How much does it cost the state and business to maintain this barrier? The working hours of an accountant, lawyer, and tax inspector who will deal with this payment cost the economy more than the amount of potential taxes from these 8,835 hryvnias. This is an economy of burning resources on empty control.
Small businesses do not have legal departments and compliance officers. Small businesses live in a daily money circulation regime. It turns out that the system makes legal payments toxic; it does not protect the budget—it directly stimulates the shadow economy. The state, with its own hands, forces people to switch to cash and “black” transfers.
At the level of symbols, the state says, “Mariupol is Ukraine; we support you.” At the level of tax practice, it tells counterparties: “Working with these people is risky and unprofitable.” This creates a stigma where IDPs become undesirable partners not because of poor work, but because of their bureaucratic status. This looks especially cynical in the context of war. People from Mariupol, Melitopol, Berdyansk, or Kakhovka have already paid too high a price. They have lost everything. And when such a person does not stand with an outstretched hand for a subsidy but creates GDP and jobs herself, the state should carry her in its arms.
Instead of a simple mechanism, “We see that your address is occupied. Here is an automatic update, minimum barriers, just work.” The system actually says, “You are still ours, but if someone wants to pay you officially, everyone will have problems.”
Large corporations will cope with this. They will hire consultants, restructure payments, and create a new LLC. But microbusinesses will not. For a repairman, 8,835 hryvnias is not abstract liquidity. It is food, rent, and materials for tomorrow. A blow to this money is a direct blow to the microeconomics of survival.
Distrust in one’s own people is the most expensive tax
There is a huge gap between “controlling the risks of financing the occupier” and “creating nightmares for our own citizens who have fled from shelling.” Smart politics distinguishes a real threat from the chaos of war. Stupid, uneducated politics puts everyone in one box and washes their hands of it, leaving the accountant and the self-employed person to sort things out among themselves. We can talk all we want about the return of Ukrainians from abroad. But people are not brought back only with grants or security. They are brought back by the feeling that they can live and work at home without humiliation.

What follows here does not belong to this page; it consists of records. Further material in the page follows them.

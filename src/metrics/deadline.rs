//! Per-scrape deadline around upstream API calls.

use crate::error::{ExporterError, Result};
use std::future::Future;
use std::time::Duration;
use tokio::time::Instant;
use tracing::error;

/// A deadline created fresh for each collection pass.
///
/// Calls made through the same `Deadline` share its budget. A call still
/// pending when the deadline passes is dropped, which cancels the request.
#[derive(Debug, Clone, Copy)]
pub struct Deadline {
    at: Instant,
    timeout: Duration,
}

impl Deadline {
    /// Start a deadline `timeout` from now.
    pub fn after(timeout: Duration) -> Self {
        Self {
            at: Instant::now() + timeout,
            timeout,
        }
    }

    /// Await `call` until the deadline, logging any failure.
    ///
    /// Returns `None` when the call errored or timed out.
    pub async fn run<T, F>(&self, collector: &'static str, call: F) -> Option<T>
    where
        F: Future<Output = Result<T>>,
    {
        match self.try_run(call).await {
            Ok(value) => Some(value),
            Err(err) => {
                error!(collector, error = %err, "failed to collect resources");
                None
            }
        }
    }

    /// Await `call` until the deadline without logging.
    pub async fn try_run<T, F>(&self, call: F) -> Result<T>
    where
        F: Future<Output = Result<T>>,
    {
        match tokio::time::timeout_at(self.at, call).await {
            Ok(result) => result,
            Err(_) => Err(ExporterError::Timeout(self.timeout)),
        }
    }
}
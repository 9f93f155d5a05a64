//! The collector framework.
//!
//! Each resource collector declares a fixed set of [`MetricDesc`]s at
//! construction and turns a fresh API listing into [`Observation`]s on every
//! scrape. The [`Registry`] runs all collectors and merges their output into
//! metric families for the text exposition format.

pub mod deadline;
pub mod descriptor;
pub mod observation;
pub mod registry;
pub mod state;
pub mod traits;

// Re-export commonly used items
pub use deadline::Deadline;
pub use descriptor::{MetricDesc, ValueKind};
pub use observation::Observation;
pub use registry::{encode_text, text_content_type, Registry};
pub use state::{observe_states, StateSet};
pub use traits::Collector;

True support for small business is when a person from the occupied territory is not afraid to issue an official invoice, and the customer is not afraid to pay it. When the state understands, each artificial barrier is one fewer legal transaction and one fewer motivated entrepreneur. Today it is an invoice for 8,835 hryvnias. Tomorrow – hundreds of such invoices. The day after tomorrow, thousands of people will give up, close individual businesses, go into hiding, or leave the country. And officials will call this “low-tax culture.”
Pslyamova: When the state punishes a person for trying to work honestly, it does not collect taxes. It breeds distrust because the state, instead of saying, “Thank you for surviving and working,” says, “Prove that you are not a problem,” and fails to prosecute economic offenders. It is successfully achieving its own independent economic future, dooming future generations of Ukrainians to live in debt at the expense of overseas loans, which we then exchange for our minerals, prospects for European integration, the sale of land, and other terrible things for us, as the Indians once exchanged for beads.